Chère amie, merci de votre lettre. Je suis toujours très souffrant et très nerveux. On le serait à moins ; je vois les choses en noir. Depuis quelques jours cependant elles se sont un peu améliorées. Les militaires montrent de la confiance. Les soldats et les gardes mobiles se battent parfaitement ; il paraît que l’armée du maréchal Bazaine a fait des prodiges, bien qu’elle se soit toujours battue un contre trois. Maintenant, demain, aujourd’hui peut-être, on croit à une nouvelle grande bataille. Ces dernières affaires ont été épouvantables. Les Prussiens font la guerre à coups d’hommes. Jusqu’à présent cela leur a réussi ; mais il paraît qu’autour de Metz le carnage a été tel que cela leur a donné beaucoup à penser. On dit que les demoiselles de Berlin ont perdu tous leurs valseurs. Si nous pouvons reconduire le reste à la frontière ou les enterrer chez nous, ce qui vaudrait mieux, nous ne serons pas au bout de nos misères. Cette terrible boucherie, il ne faut pas se le dissimuler, n’est qu’un prologue à une tragédie dont le diable seul sait le dénoûment. Une nation n’est pas impunément remuée comme a été la nôtre. Il est impossible que de notre victoire comme de notre défaite ne sorte une révolution. Tout le sang qui a coulé ou coulera est au profit de la république, c’est-à-dire du désordre organisé.

Adieu, chère amie ; restez à P…, vous y êtes très bien. Ici, nous sommes encore très tranquilles ; nous attendons les Prussiens avec beaucoup de sang-froid ; mais le diable n’y perdra rien. Adieu encore. …

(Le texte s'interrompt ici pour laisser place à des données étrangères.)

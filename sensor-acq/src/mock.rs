//! Scripted in-memory frame source for tests and dry runs.
//!
//! Frames are scripted as `f64` images and converted to whatever element type
//! the session is started with. Every trait call is recorded, so tests can
//! check the exact start/wait/release/stop/abort protocol a loop followed.

use ndarray::Array2;
use std::collections::VecDeque;
use std::time::Duration;
use tracing::debug;

use crate::error::{AcquisitionError, AcquisitionResult};
use crate::frame::{ElementType, FrameBuffer, LentFrame, Timestamp};
use crate::roi::Roi;
use crate::source::{Capability, FrameSource, SourceSpeed};

/// Frame period used for timestamps when no speed is configured
const DEFAULT_FRAME_PERIOD: Duration = Duration::from_millis(100);

/// Outcome of one `wait` call.
#[derive(Debug, Clone, PartialEq)]
pub enum MockEvent {
    Frame(Array2<f64>),
    Timeout,
    /// Fails the wait with `AcquisitionError::Hardware`
    Fail(String),
}

/// A recorded trait call.
#[derive(Debug, Clone, PartialEq, Eq)]
pub enum MockCall {
    Start {
        element_type: ElementType,
        buffer_count: usize,
    },
    Wait,
    Release,
    Stop,
    Abort,
}

#[derive(Debug)]
pub struct MockFrameSource {
    script: VecDeque<MockEvent>,
    repeating: Option<Array2<f64>>,
    speed: Option<SourceSpeed>,
    graceful_stop: bool,
    failing_abort: bool,
    roi: Option<Roi>,
    element_type: ElementType,
    buffer: Option<FrameBuffer>,
    active: bool,
    lent: bool,
    next_index: u64,
    elapsed: Duration,
    last_timeout: Option<Duration>,
    calls: Vec<MockCall>,
}

impl MockFrameSource {
    /// Source that plays `script` in order, then times out on every wait.
    pub fn new(script: Vec<MockEvent>) -> Self {
        Self {
            script: script.into(),
            repeating: None,
            speed: None,
            graceful_stop: false,
            failing_abort: false,
            roi: None,
            element_type: ElementType::U16,
            buffer: None,
            active: false,
            lent: false,
            next_index: 0,
            elapsed: Duration::ZERO,
            last_timeout: None,
            calls: Vec::new(),
        }
    }

    /// Source that delivers `frame` forever.
    pub fn repeating(frame: Array2<f64>) -> Self {
        let mut source = Self::new(Vec::new());
        source.repeating = Some(frame);
        source
    }

    /// Advertise `SpeedQuery` and report `speed`
    pub fn with_speed(mut self, speed: SourceSpeed) -> Self {
        self.speed = Some(speed);
        self
    }

    /// Advertise `GracefulStop`
    pub fn with_graceful_stop(mut self) -> Self {
        self.graceful_stop = true;
        self
    }

    /// Make `abort` fail (after ending the session) while a session is active
    pub fn with_failing_abort(mut self) -> Self {
        self.failing_abort = true;
        self
    }

    pub fn with_roi(mut self, roi: Roi) -> Self {
        self.roi = Some(roi);
        self
    }

    /// Replace the remaining script; scripted events play before any repeating frame.
    pub fn set_script(&mut self, script: Vec<MockEvent>) {
        self.script = script.into();
    }

    pub fn set_repeating(&mut self, frame: Option<Array2<f64>>) {
        self.repeating = frame;
    }

    pub fn set_speed(&mut self, speed: Option<SourceSpeed>) {
        self.speed = speed;
    }

    pub fn set_roi(&mut self, roi: Option<Roi>) {
        self.roi = roi;
    }

    pub fn roi(&self) -> Option<Roi> {
        self.roi
    }

    pub fn calls(&self) -> &[MockCall] {
        &self.calls
    }

    pub fn clear_calls(&mut self) {
        self.calls.clear();
    }

    pub fn is_active(&self) -> bool {
        self.active
    }

    /// Timeout passed to the most recent `wait`
    pub fn last_timeout(&self) -> Option<Duration> {
        self.last_timeout
    }

    fn frame_period(&self) -> Duration {
        self.speed
            .and_then(|s| Duration::try_from_secs_f64(1.0 / s.frames_per_second).ok())
            .unwrap_or(DEFAULT_FRAME_PERIOD)
    }

    fn next_event(&mut self) -> MockEvent {
        self.script
            .pop_front()
            .or_else(|| self.repeating.clone().map(MockEvent::Frame))
            .unwrap_or(MockEvent::Timeout)
    }
}

impl FrameSource for MockFrameSource {
    fn supports(&self, capability: Capability) -> bool {
        match capability {
            Capability::GracefulStop => self.graceful_stop,
            Capability::SpeedQuery => self.speed.is_some(),
        }
    }

    fn start(&mut self, element_type: ElementType, buffer_count: usize) -> AcquisitionResult<()> {
        self.calls.push(MockCall::Start {
            element_type,
            buffer_count,
        });
        if self.active {
            return Err(AcquisitionError::InvalidArgument(
                "a session is already active on this source".to_string(),
            ));
        }
        if buffer_count == 0 {
            return Err(AcquisitionError::InvalidArgument(
                "buffer count must be at least 1".to_string(),
            ));
        }
        debug!("Mock session started: {element_type}, {buffer_count} buffers");
        self.active = true;
        self.lent = false;
        self.element_type = element_type;
        self.buffer = None;
        self.next_index = 0;
        Ok(())
    }

    fn wait(&mut self, timeout: Duration) -> AcquisitionResult<LentFrame<'_>> {
        self.calls.push(MockCall::Wait);
        self.last_timeout = Some(timeout);
        if !self.active {
            return Err(AcquisitionError::InvalidArgument(
                "wait called without an active session".to_string(),
            ));
        }
        if self.lent {
            return Err(AcquisitionError::InvalidArgument(
                "previous frame was not released".to_string(),
            ));
        }

        let values = match self.next_event() {
            MockEvent::Frame(values) => values,
            MockEvent::Timeout => return Err(AcquisitionError::Timeout { waited: timeout }),
            MockEvent::Fail(message) => return Err(AcquisitionError::Hardware(message)),
        };
        let values = match &self.roi {
            Some(roi) => roi.extract(&values.view())?,
            None => values,
        };

        self.elapsed += self.frame_period();
        let timestamp = Timestamp::from_duration(self.elapsed);
        let index = self.next_index;
        self.next_index += 1;
        self.lent = true;

        let element_type = self.element_type;
        let buffer = self
            .buffer
            .get_or_insert_with(|| FrameBuffer::zeros(element_type, values.dim()));
        buffer.fill_from(&values);

        Ok(LentFrame {
            data: buffer.view(),
            timestamp,
            index,
        })
    }

    fn release(&mut self) -> AcquisitionResult<()> {
        self.calls.push(MockCall::Release);
        if !self.lent {
            return Err(AcquisitionError::InvalidArgument(
                "release called with no frame lent".to_string(),
            ));
        }
        self.lent = false;
        Ok(())
    }

    fn stop(&mut self) -> AcquisitionResult<()> {
        self.calls.push(MockCall::Stop);
        if !self.graceful_stop {
            return Err(AcquisitionError::UnsupportedCapability(
                Capability::GracefulStop,
            ));
        }
        self.active = false;
        self.lent = false;
        Ok(())
    }

    fn abort(&mut self) -> AcquisitionResult<()> {
        self.calls.push(MockCall::Abort);
        let was_active = self.active;
        self.active = false;
        self.lent = false;
        if was_active && self.failing_abort {
            return Err(AcquisitionError::Hardware("abort failed".to_string()));
        }
        Ok(())
    }

    fn speed(&self) -> AcquisitionResult<SourceSpeed> {
        self.speed
            .ok_or(AcquisitionError::UnsupportedCapability(Capability::SpeedQuery))
    }
}

#[cfg(test)]
mod tests {
    use super::*;
    use crate::error::ErrorKind;
    use crate::frame::FrameData;
    use crate::roi::PixelShape;

    const TIMEOUT: Duration = Duration::from_millis(10);

    #[test]
    fn test_script_then_timeout() {
        let mut source = MockFrameSource::new(vec![MockEvent::Frame(Array2::from_elem((2, 3), 5.0))]);
        source.start(ElementType::U16, 2).unwrap();

        let lent = source.wait(TIMEOUT).unwrap();
        assert_eq!(lent.index, 0);
        assert_eq!(lent.data.dim(), (2, 3));
        assert!(matches!(lent.data, FrameData::U16(v) if v[[1, 2]] == 5));
        source.release().unwrap();

        let err = source.wait(TIMEOUT).unwrap_err();
        assert!(matches!(err, AcquisitionError::Timeout { waited } if waited == TIMEOUT));
    }

    #[test]
    fn test_single_session() {
        let mut source = MockFrameSource::repeating(Array2::zeros((1, 1)));
        source.start(ElementType::U8, 1).unwrap();
        let err = source.start(ElementType::U8, 1).unwrap_err();
        assert_eq!(err.kind(), ErrorKind::InvalidArgument);

        source.abort().unwrap();
        assert!(source.start(ElementType::U8, 1).is_ok());
    }

    #[test]
    fn test_lend_protocol() {
        let mut source = MockFrameSource::repeating(Array2::zeros((1, 1)));
        assert!(source.wait(TIMEOUT).is_err());

        source.start(ElementType::F64, 1).unwrap();
        assert!(source.release().is_err());
        source.wait(TIMEOUT).unwrap();
        assert!(source.wait(TIMEOUT).is_err());
        source.release().unwrap();
        assert!(source.wait(TIMEOUT).is_ok());
    }

    #[test]
    fn test_timestamps_follow_speed() {
        let mut source =
            MockFrameSource::repeating(Array2::zeros((1, 1))).with_speed(SourceSpeed::new(4.0, 0.1));
        source.start(ElementType::U16, 1).unwrap();

        let first = source.wait(TIMEOUT).unwrap().timestamp;
        source.release().unwrap();
        let second = source.wait(TIMEOUT).unwrap().timestamp;

        assert_eq!(first.to_duration(), Duration::from_millis(250));
        assert_eq!(second.to_duration(), Duration::from_millis(500));
    }

    #[test]
    fn test_roi_applied_to_frames() {
        let full = Array2::from_shape_fn((4, 6), |(r, c)| (r * 10 + c) as f64);
        let roi = Roi::new(PixelShape::new(6, 4), (2, 2), (1, 0), (2, 2)).unwrap();
        let mut source = MockFrameSource::repeating(full).with_roi(roi);
        source.start(ElementType::U16, 1).unwrap();

        let lent = source.wait(TIMEOUT).unwrap();
        match lent.data {
            FrameData::U16(v) => {
                assert_eq!(v.dim(), (2, 2));
                assert_eq!(v[[1, 1]], 23);
            }
            other => panic!("unexpected element type {:?}", other.element_type()),
        }
    }

    #[test]
    fn test_roi_shape_mismatch_surfaces_as_error() {
        let roi = Roi::new(PixelShape::new(6, 4), (1, 1), (0, 0), (2, 2)).unwrap();
        let mut source = MockFrameSource::repeating(Array2::zeros((3, 3))).with_roi(roi);
        source.start(ElementType::U16, 1).unwrap();

        let err = source.wait(TIMEOUT).unwrap_err();
        assert_eq!(err.kind(), ErrorKind::ShapeMismatch);
        // nothing was lent, so the session can still be aborted cleanly
        assert!(source.release().is_err());
        assert!(source.abort().is_ok());
    }

    #[test]
    fn test_failing_abort_still_ends_session() {
        let mut source = MockFrameSource::new(vec![]).with_failing_abort();
        assert!(source.abort().is_ok());

        source.start(ElementType::U16, 1).unwrap();
        assert!(source.abort().is_err());
        assert!(!source.is_active());
    }
}
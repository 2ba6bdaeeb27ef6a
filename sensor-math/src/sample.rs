//! Per-exposure summary records consumed by the calibration solver.

use serde::{Deserialize, Serialize};

use crate::error::{CalibrationError, CalibrationResult};

/// Whether an exposure was taken in the dark or under flat illumination.
///
/// Maps onto the brightness flag `s` of the noise model: `0` for dark/bias
/// exposures, `1` for flats.
#[derive(Debug, Clone, Copy, PartialEq, Eq, Hash, Serialize, Deserialize)]
#[serde(rename_all = "snake_case")]
pub enum Illumination {
    Dark,
    Flat,
}

impl Illumination {
    /// Brightness flag as used in the model basis functions.
    pub fn flag(self) -> f64 {
        match self {
            Illumination::Dark => 0.0,
            Illumination::Flat => 1.0,
        }
    }
}

/// Summary of all pixels read out under one exposure condition.
///
/// Immutable once built; construct through [`CalibrationSample::new`] or
/// [`crate::MomentAccumulator::to_sample`].
#[derive(Debug, Clone, Copy, PartialEq, Serialize, Deserialize)]
pub struct CalibrationSample {
    count: usize,
    average: f64,
    average_squared: f64,
    illumination: Illumination,
    exposure: f64,
}

impl CalibrationSample {
    /// Build a sample after checking its fields.
    ///
    /// # Arguments
    /// * `count` - Number of pixel observations summarized, at least 1
    /// * `average` - Mean pixel value
    /// * `average_squared` - Mean of squared pixel values
    /// * `illumination` - Dark or flat exposure
    /// * `exposure` - Exposure time in seconds, non-negative
    pub fn new(
        count: usize,
        average: f64,
        average_squared: f64,
        illumination: Illumination,
        exposure: f64,
    ) -> CalibrationResult<Self> {
        if count == 0 {
            return Err(CalibrationError::InvalidArgument(
                "sample count must be positive".to_string(),
            ));
        }
        if !average.is_finite() || !average_squared.is_finite() {
            return Err(CalibrationError::InvalidArgument(format!(
                "sample moments must be finite (average={average}, average_squared={average_squared})"
            )));
        }
        if !(exposure.is_finite() && exposure >= 0.0) {
            return Err(CalibrationError::InvalidArgument(format!(
                "exposure time must be finite and non-negative, got {exposure}"
            )));
        }
        Ok(Self {
            count,
            average,
            average_squared,
            illumination,
            exposure,
        })
    }

    pub fn count(&self) -> usize {
        self.count
    }

    pub fn average(&self) -> f64 {
        self.average
    }

    pub fn average_squared(&self) -> f64 {
        self.average_squared
    }

    pub fn illumination(&self) -> Illumination {
        self.illumination
    }

    pub fn exposure(&self) -> f64 {
        self.exposure
    }

    /// Population variance implied by the two moments, clamped at zero.
    pub fn variance(&self) -> f64 {
        (self.average_squared - self.average * self.average).max(0.0)
    }
}

#[cfg(test)]
mod tests {
    use super::*;

    #[test]
    fn test_flags() {
        assert_eq!(Illumination::Dark.flag(), 0.0);
        assert_eq!(Illumination::Flat.flag(), 1.0);
    }

    #[test]
    fn test_rejects_bad_fields() {
        assert!(CalibrationSample::new(0, 1.0, 1.0, Illumination::Dark, 0.0).is_err());
        assert!(CalibrationSample::new(1, f64::NAN, 1.0, Illumination::Dark, 0.0).is_err());
        assert!(CalibrationSample::new(1, 1.0, 1.0, Illumination::Dark, -0.1).is_err());
        assert!(CalibrationSample::new(1, 1.0, 1.0, Illumination::Flat, f64::INFINITY).is_err());
    }

    #[test]
    fn test_variance() {
        let sample = CalibrationSample::new(100, 50.0, 2600.0, Illumination::Dark, 0.0).unwrap();
        assert_eq!(sample.variance(), 100.0);
    }
}
//! sensor-math - Frame statistics and detector noise-model fitting
//!
//! This crate holds the pure numerical half of detector calibration:
//!
//! - **Aggregation** - single-pass per-pixel sum / sum-of-squares accumulators
//! - **Samples** - per-exposure summary records fed to the solver
//! - **Normal equations** - weighted accumulation and closed-form solves of order 1-3
//! - **Solver** - weighted, optionally non-negative fit of flux, bias and dark current
//! - **Photon transfer** - gain and read noise from the variance/mean relation
//!
//! Nothing in here touches hardware; the acquisition side lives in `sensor-acq`.
//!
//! # Example
//!
//! ```
//! use sensor_math::{CalibrationSample, CalibrationSolver, Illumination, NoiseModel};
//!
//! let samples = [
//!     CalibrationSample::new(100, 50.0, 2600.0, Illumination::Dark, 0.0).unwrap(),
//!     CalibrationSample::new(100, 150.0, 23000.0, Illumination::Flat, 1.0).unwrap(),
//! ];
//! let fit = CalibrationSolver::new(NoiseModel::Reduced)
//!     .fit(&samples, None)
//!     .unwrap();
//! assert!((fit.bias - 50.0).abs() < 1e-9);
//! assert!((fit.flux - 100.0).abs() < 1e-9);
//! ```

pub mod aggregate;
pub mod error;
pub mod normal_eq;
pub mod photon_transfer;
pub mod sample;
pub mod solver;
pub mod stats;

pub use aggregate::{finalize_mean, finalize_mean_and_std, MomentAccumulator, SumAccumulator};
pub use error::{CalibrationError, CalibrationResult};
pub use normal_eq::{LinearSolution, NormalEquations};
pub use photon_transfer::{fit_photon_transfer, DetectorParameters, PhotonTransfer};
pub use sample::{CalibrationSample, Illumination};
pub use solver::{CalibrationSolver, FitResult, NoiseModel};
pub use stats::median;
//! sensor-acq - Frame acquisition control loop and detector calibration runs
//!
//! Drives any backend implementing [`FrameSource`] through a bounded-buffer
//! acquisition session and turns the frames into calibration data:
//!
//! - **Acquisition** - `read_sequence`, `read_single` and `process_stream`
//!   with skip, timeout and truncation handling and guaranteed teardown
//! - **Sources** - the capability contract, capability checks and a scripted mock
//! - **Geometry** - validated regions of interest and pixel format lookups
//! - **Calibration runs** - per-condition moment accumulation, noise-model and
//!   photon-transfer fits, and JSON persistence of the result
//!
//! # Example
//!
//! ```
//! use ndarray::Array2;
//! use sensor_acq::mock::MockFrameSource;
//! use sensor_acq::{read_sequence, AcquisitionOptions, Frame, SourceSpeed};
//!
//! let mut source = MockFrameSource::repeating(Array2::from_elem((4, 4), 12.0))
//!     .with_speed(SourceSpeed::new(30.0, 0.01));
//! let frames: Vec<Frame<u16>> =
//!     read_sequence(&mut source, 3, &AcquisitionOptions::default()).unwrap();
//! assert_eq!(frames.len(), 3);
//! assert_eq!(frames[2].data[[0, 0]], 12);
//! ```

pub mod acquisition;
pub mod calibration_run;
pub mod error;
pub mod frame;
pub mod mock;
pub mod options;
pub mod pixel_format;
pub mod roi;
pub mod source;
pub mod storage;

pub use acquisition::{process_stream, read_sequence, read_single};
pub use calibration_run::{
    measure_condition, run_calibration, CalibrationPlan, DetectorCalibration, ExposureCondition,
    MeasuredCondition,
};
pub use error::{AcquisitionError, AcquisitionResult, ErrorKind};
pub use frame::{ElementType, Frame, FrameBuffer, FrameData, LentFrame, Pixel, Timestamp};
pub use options::{AcquisitionOptions, DEFAULT_BUFFER_COUNT};
pub use pixel_format::{BayerPattern, PixelFormat};
pub use roi::{Axis, PixelShape, Roi, RoiViolation};
pub use source::{require_capabilities, Capability, CheckedSource, FrameSource, SourceSpeed};
pub use storage::CalibrationStore;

Cannes, 23 septembre 1870 [8].

Chère amie, je suis bien malade, si malade, que c’est une rude affaire d’écrire. Il y a un peu d’amélioration. Je vous écrirai bientôt, j’espère, plus en détail. Faites prendre chez moi, à Paris, les Lettres de madame de Sévigné et un Shakspeare. J’aurais dû les faire porter chez vous, mais je suis parti.

Adieu. Je vous embrasse.


P. MÉRIMÉE.

  1. Lettres à une inconnue, par Prosper Mérimée, de l’Académie française, en 2 volumes, chez Michel Lévy.
  2. « Je poignarderais le soleil, si je ne craignais de plonger le monde dans les ténèbres ! »
  3. M. Nogent Saint-Laurens. II s’agit de l’affaire Libri.
  4. Le discours de l’empereur, au retour d’Italie.
  5. C’est la nouvelle qui a paru dans la Revue du 15 septembre 1869 sous le titre de Lokis.
  6. Les séances du sénat allaient devenir publiques.
  7. Le vote du plébiscite.
  8. Dernière lettre, écrite deux heures avant sa mort.